Collected data entries:
#![forbid(unsafe_code)]

use core::fmt;
use core::str::FromStr;

use serde::de::IgnoredAny;
use serde::{Deserialize, Deserializer, Serialize, Serializer};
use thiserror::Error;

/// Raised only by strict parsing; calculators never see it.
#[derive(Debug, Clone, PartialEq, Eq, Error)]
#[error("unknown {field} option: {value:?}")]
pub struct UnknownOption {
    pub field: &'static str,
    pub value: String,
}

/// A closed set of form options. The first entry of `ALL` is the default.
pub trait OptionSet: Copy + Eq + fmt::Debug + 'static {
    /// Form field name the options belong to.
    const FIELD: &'static str;
    const ALL: &'static [Self];

    fn as_str(self) -> &'static str;

    fn lookup(raw: &str) -> Option<Self> {
        Self::ALL.iter().copied().find(|o| o.as_str() == raw)
    }
}

macro_rules! option_set {
    (
        $(#[$meta:meta])*
        $name:ident, $field:literal {
            $($variant:ident => $wire:literal),+ $(,)?
        }
    ) => {
        $(#[$meta])*
        #[derive(Debug, Clone, Copy, PartialEq, Eq, Hash)]
        pub enum $name {
            $($variant),+
        }

        impl OptionSet for $name {
            const FIELD: &'static str = $field;
            const ALL: &'static [Self] = &[$($name::$variant),+];

            fn as_str(self) -> &'static str {
                match self {
                    $($name::$variant => $wire),+
                }
            }
        }

        impl Default for $name {
            fn default() -> Self {
                <Self as OptionSet>::ALL[0]
            }
        }

        impl FromStr for $name {
            type Err = UnknownOption;

            fn from_str(s: &str) -> Result<Self, Self::Err> {
                <Self as OptionSet>::lookup(s).ok_or_else(|| UnknownOption {
                    field: $field,
                    value: s.to_string(),
                })
            }
        }

        impl fmt::Display for $name {
            fn fmt(&self, f: &mut fmt::Formatter<'_>) -> fmt::Result {
                f.write_str(self.as_str())
            }
        }
    };
}

option_set! {
    HomeType, "homeType" {
        Apartment => "apartment",
        House => "house",
        Townhouse => "townhouse",
    }
}

option_set! {
    DietType, "dietType" {
        Omnivore => "omnivore",
        Vegetarian => "vegetarian",
        Vegan => "vegan",
    }
}

option_set! {
    ShoppingHabits, "shoppingHabits" {
        Minimal => "minimal",
        Moderate => "moderate",
        Frequent => "frequent",
    }
}

option_set! {
    CarType, "carType" {
        Gasoline => "gasoline",
        Diesel => "diesel",
        Hybrid => "hybrid",
        Electric => "electric",
        NoCar => "none",
    }
}

option_set! {
    /// Recorded on the energy form but not weighted.
    EnergySource, "energySource" {
        Electricity => "electricity",
        NaturalGas => "naturalGas",
        Coal => "coal",
        Renewables => "renewables",
    }
}

option_set! {
    RenewableUsage, "renewableUsage" {
        No => "no",
        Partially => "partially",
        Fully => "fully",
    }
}

option_set! {
    EnergyEfficiency, "energyEfficiency" {
        Poor => "poor",
        Average => "average",
        Good => "good",
        Excellent => "excellent",
    }
}

option_set! {
    RecyclingHabit, "recycling" {
        Never => "never",
        Sometimes => "sometimes",
        Always => "always",
    }
}

option_set! {
    CompostHabit, "compost" {
        No => "no",
        Sometimes => "sometimes",
        Yes => "yes",
    }
}

option_set! {
    PlasticConsumption, "plasticConsumption" {
        Minimal => "minimal",
        Moderate => "moderate",
        High => "high",
    }
}

/// Value of an option field as the form submitted it.
///
/// Anything outside the option set is kept verbatim as `Unrecognized`
/// and weighs 0 in every formula.
#[derive(Debug, Clone, PartialEq, Eq)]
pub enum Choice<T> {
    Known(T),
    Unrecognized(String),
}

impl<T: OptionSet> Choice<T> {
    pub fn parse(raw: &str) -> Self {
        match T::lookup(raw) {
            Some(option) => Choice::Known(option),
            None => Choice::Unrecognized(raw.to_string()),
        }
    }

    pub fn known(&self) -> Option<T> {
        match self {
            Choice::Known(option) => Some(*option),
            Choice::Unrecognized(_) => None,
        }
    }

    pub fn as_str(&self) -> &str {
        match self {
            Choice::Known(option) => option.as_str(),
            Choice::Unrecognized(raw) => raw,
        }
    }

    /// Coefficient of a known option, 0 for anything else.
    pub fn weight(&self, coefficient: impl FnOnce(T) -> f64) -> f64 {
        self.known().map_or(0.0, coefficient)
    }
}

impl<T: OptionSet + Default> Default for Choice<T> {
    fn default() -> Self {
        Choice::Known(T::default())
    }
}

impl<T> From<T> for Choice<T> {
    fn from(option: T) -> Self {
        Choice::Known(option)
    }
}

impl<T: OptionSet> fmt::Display for Choice<T> {
    fn fmt(&self, f: &mut fmt::Formatter<'_>) -> fmt::Result {
        f.write_str(self.as_str())
    }
}

impl<T: OptionSet> Serialize for Choice<T> {
    fn serialize<S: Serializer>(&self, serializer: S) -> Result<S::Ok, S::Error> {
        serializer.serialize_str(self.as_str())
    }
}

#[derive(Deserialize)]
#[serde(untagged)]
enum RawChoice {
    Text(String),
    Number(f64),
    Other(IgnoredAny),
}

/// Strings are matched against the option set. Numbers, nulls and
/// anything else land in `Unrecognized` instead of failing the input.
impl<'de, T: OptionSet> Deserialize<'de> for Choice<T> {
    fn deserialize<D: Deserializer<'de>>(deserializer: D) -> Result<Self, D::Error> {
        Ok(match RawChoice::deserialize(deserializer)? {
            RawChoice::Text(raw) => Choice::parse(&raw),
            RawChoice::Number(n) => Choice::Unrecognized(n.to_string()),
            RawChoice::Other(_) => Choice::Unrecognized(String::new()),
        })
    }
}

Brief. Determine how many lines in the data include "wire", and let the answer be that number alone.

Task answer. 2